Using SQL Server Table-valued Parameters (TVP) for Bulk Inserts

Some years ago I have written JSqlServerBulkInsert, which provides a small abstraction layer over the SqlServerBulkCopy class of the Microsoft SQL Server JDBC Driver. The idea of the library is to write a small mapping for a POJO and fire data into SQL Server... without having to maintain Stored Procedures.

But in real life it's often not only about inserting data. You probably need to create additional relations between entities or you'll need to perform updates in the data. Simply put, JSqlServerBulkInsert and the underlying SqlServerBulkCopy can't do this.

So in recent years I have switched to using Stored Procedures and passing Table-valued parameters for most of the performance critical SQL Server work I am doing. It's not really obvious with the Microsoft SQL Server JDBC driver, so I made up an example here:

The Scenario: Handling Device Measurements

Imagine we are monitoring an array of machines, that send large amounts of measurements.
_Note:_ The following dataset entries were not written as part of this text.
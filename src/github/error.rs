use thiserror::Error;

/// Failures of a repository search.
///
/// `EmptyKeywords` and `MissingToken` are raised locally before any request
/// is sent. The remaining variants come from the HTTP exchange.
#[derive(Error, Debug)]
pub enum SearchError {
    #[error("Please enter search keywords.")]
    EmptyKeywords,

    #[error("Please enter your GitHub API key.")]
    MissingToken,

    #[error("Invalid API base URL: {0}")]
    InvalidBaseUrl(#[from] url::ParseError),

    #[error("Failed to fetch repositories: {status}{}", format_api_message(.message))]
    Status { status: u16, message: Option<String> },

    #[error("Network error: {0}")]
    Network(#[from] reqwest::Error),

    #[error("Malformed search response: {0}")]
    MalformedResponse(#[from] serde_json::Error),
}

impl SearchError {
    /// True for errors detected before contacting GitHub
    pub fn is_validation(&self) -> bool {
        matches!(self, Self::EmptyKeywords | Self::MissingToken)
    }

    /// HTTP status for remote errors
    pub fn status(&self) -> Option<u16> {
        match self {
            Self::Status { status, .. } => Some(*status),
            _ => None,
        }
    }
}

fn format_api_message(message: &Option<String>) -> String {
    match message {
        Some(message) if !message.is_empty() => format!(" ({})", message),
        _ => String::new(),
    }
}

#[cfg(test)]
mod tests {
    use super::*;

    #[test]
    fn test_status_display() {
        let error = SearchError::Status {
            status: 401,
            message: None,
        };
        assert_eq!(error.to_string(), "Failed to fetch repositories: 401");
        assert_eq!(error.status(), Some(401));
        assert!(!error.is_validation());

        let error = SearchError::Status {
            status: 422,
            message: Some("Validation Failed".to_string()),
        };
        assert_eq!(
            error.to_string(),
            "Failed to fetch repositories: 422 (Validation Failed)"
        );
    }

    #[test]
    fn test_validation_errors() {
        assert!(SearchError::EmptyKeywords.is_validation());
        assert!(SearchError::MissingToken.is_validation());
        assert_eq!(SearchError::MissingToken.status(), None);
    }
}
At one point our single insert statements don't scale anymore, the connection pool exhausts and we are running into timeouts. Ouch.
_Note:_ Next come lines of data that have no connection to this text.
use crate::github::error::SearchError;
use crate::github::rest_types::{ApiErrorBody, RepositorySearchResponse};
use crate::types::{ApiToken, RepositorySummary, SearchRequest};

use reqwest::StatusCode;
use reqwest::header::{ACCEPT, AUTHORIZATION};
use tokio::time::Duration;
use tracing::{debug, error, info};
use url::Url;

/// Public GitHub REST API
pub const DEFAULT_API_BASE_URL: &str = "https://api.github.com";

/// Applied when no request timeout is configured
pub const DEFAULT_REQUEST_TIMEOUT: Duration = Duration::from_secs(30);

/// Page where users create personal access tokens
pub const TOKEN_SETTINGS_URL: &str = "https://github.com/settings/tokens";

const USER_AGENT: &str = concat!(env!("CARGO_PKG_NAME"), "/", env!("CARGO_PKG_VERSION"));

pub trait RepositorySearchExecutor {
    #[allow(async_fn_in_trait)]
    async fn search_repositories(
        &self,
        request: &SearchRequest,
    ) -> Result<Vec<RepositorySummary>, SearchError>;
}

#[derive(Clone)]
pub struct GitHubClient {
    client: reqwest::Client,
    token: ApiToken,
    base_url: Url,
}

impl GitHubClient {
    /// Creates a client for the public GitHub API.
    ///
    /// Fails with `SearchError::MissingToken` when the token is empty, so an
    /// unauthenticated search never reaches the network.
    pub fn new(token: ApiToken, timeout: Option<Duration>) -> Result<Self, SearchError> {
        Self::with_base_url(token, timeout, DEFAULT_API_BASE_URL)
    }

    /// Creates a client against another API root, e.g. a GitHub Enterprise
    /// host or a local test server.
    pub fn with_base_url(
        token: ApiToken,
        timeout: Option<Duration>,
        base_url: &str,
    ) -> Result<Self, SearchError> {
        if token.is_empty() {
            return Err(SearchError::MissingToken);
        }

        let base_url = Url::parse(base_url)?;

        let client = reqwest::Client::builder()
            .user_agent(USER_AGENT)
            .timeout(timeout.unwrap_or(DEFAULT_REQUEST_TIMEOUT))
            .build()?;

        Ok(Self {
            client,
            token,
            base_url,
        })
    }

    /// Full search URL for a request
    pub fn search_url(&self, request: &SearchRequest) -> String {
        format!(
            "{}/search/repositories?{}",
            self.base_url.as_str().trim_end_matches('/'),
            request.query_string()
        )
    }
}

impl RepositorySearchExecutor for GitHubClient {
    /// Issues a single `GET /search/repositories` and converts the hits.
    ///
    /// Only the first page (100 results) is fetched. There is no retry: a
    /// non-200 status is returned as `SearchError::Status` straight away.
    async fn search_repositories(
        &self,
        request: &SearchRequest,
    ) -> Result<Vec<RepositorySummary>, SearchError> {
        let url = self.search_url(request);
        info!(
            "Searching repositories for '{}' sorted by {}",
            request.query_term(),
            request.sort()
        );

        let start_time = std::time::Instant::now();

        let response = self
            .client
            .get(&url)
            .header(ACCEPT, "application/vnd.github+json")
            .header(AUTHORIZATION, format!("token {}", self.token.as_str()))
            .send()
            .await
            .map_err(|e| {
                error!("Repository search request failed: {}", e);
                SearchError::Network(e)
            })?;

        let status = response.status();
        if status != StatusCode::OK {
            let body = response.text().await.unwrap_or_default();
            let message = serde_json::from_str::<ApiErrorBody>(&body)
                .ok()
                .map(|b| b.message);
            error!(
                "Repository search returned status {}: {}",
                status.as_u16(),
                message.as_deref().unwrap_or("no message")
            );
            return Err(SearchError::Status {
                status: status.as_u16(),
                message,
            });
        }

        let body = response.text().await?;
        let parsed: RepositorySearchResponse = serde_json::from_str(&body).map_err(|e| {
            error!("Failed to parse repository search response: {}", e);
            SearchError::MalformedResponse(e)
        })?;

        debug!(
            "Search matched {} repositories in total",
            parsed.total_count.unwrap_or_default()
        );
        let items = parsed.into_items();
        info!(
            "Repository search returned {} items in {:?}",
            items.len(),
            start_time.elapsed()
        );

        Ok(items.into_iter().map(RepositorySummary::from).collect())
    }
}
And how do we update measurements? Do we perform a SELECT lookup for every single measurement?

Instead of single inserts, we need to batch our data and let the database handle the rest of it. So how do we get the data into the SQL Server database efficiently?

Table-valued Parameters!

The Data Model

A measurement of a device probably has something like a Device Identifier, Parameter Identifier, a Timestamp the value was taken at and the measured Value. This probably leads to a Java class like this:

// Copyright (c) Philipp Wagner. All rights reserved.
// Licensed under the MIT license. See LICENSE file in the project root for full license information.
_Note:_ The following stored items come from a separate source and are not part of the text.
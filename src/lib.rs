/// Output formatting utilities for HTML and Markdown representations
pub mod formatter;

/// GitHub REST client for repository search
pub mod github;

/// Credential persistence and search session state
pub mod services;

/// Core type definitions and domain models used throughout the library
pub mod types;
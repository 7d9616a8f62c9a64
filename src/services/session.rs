//! Search session state
//!
//! Holds the parameters of the current search and the last rendered result,
//! so a front end only has to display what the session exposes.

use crate::formatter::{HtmlContent, repository_results_html};
use crate::github::{RepositorySearchExecutor, SearchError};
use crate::types::{RepositorySummary, SearchRequest};

#[derive(Debug, Default)]
pub struct SearchSession {
    current_request: Option<SearchRequest>,
    last_results: Vec<RepositorySummary>,
    last_rendered: Option<HtmlContent>,
}

impl SearchSession {
    pub fn new() -> Self {
        Self::default()
    }

    /// Run one search and replace the session result in place.
    ///
    /// The previous result is cleared before the request is sent, so a failed
    /// search leaves the session without a rendered result.
    pub async fn run<E: RepositorySearchExecutor>(
        &mut self,
        executor: &E,
        request: SearchRequest,
    ) -> Result<&HtmlContent, SearchError> {
        self.last_rendered = None;
        self.last_results.clear();
        self.current_request = Some(request.clone());

        let repositories = executor.search_repositories(&request).await?;
        let rendered = repository_results_html(&repositories, request.sort());
        self.last_results = repositories;

        Ok(self.last_rendered.insert(rendered))
    }

    pub fn current_request(&self) -> Option<&SearchRequest> {
        self.current_request.as_ref()
    }

    pub fn last_results(&self) -> &[RepositorySummary] {
        &self.last_results
    }

    pub fn last_rendered(&self) -> Option<&HtmlContent> {
        self.last_rendered.as_ref()
    }
}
package de.bytefish.sqlservertvpexample.model;

import java.sql.Timestamp;

public class DeviceMeasurement {

    private String deviceId;

    private String parameterId;

    private Timestamp timestamp;

    private double value;

    public DeviceMeasurement() {
    }

    public String getDeviceId() {
        return deviceId;
    }

    public void setDeviceId(String deviceId) {
        this.deviceId = deviceId;
    }

    public String getParameterId() {
        return parameterId;
    }

    public void setParameterId(String parameterId) {
        this.parameterId = parameterId;
    }

    public Timestamp getTimestamp() {
        return timestamp;
    }

    public void setTimestamp(Timestamp timestamp) {
        this.timestamp = timestamp;
    }

    public double getValue() {
        return value;
    }

    public void setValue(double value) {
        this.value = value;
    }
}

Simulating Data

There are no real devices here, so we need a way to fake some data for a given time range. We can define an iterator, that yields timestamps in a given interval between a start date and an end date:

// Copyright (c) Philipp Wagner. All rights reserved.
// Licensed under the MIT license. See LICENSE file in the project root for full license information.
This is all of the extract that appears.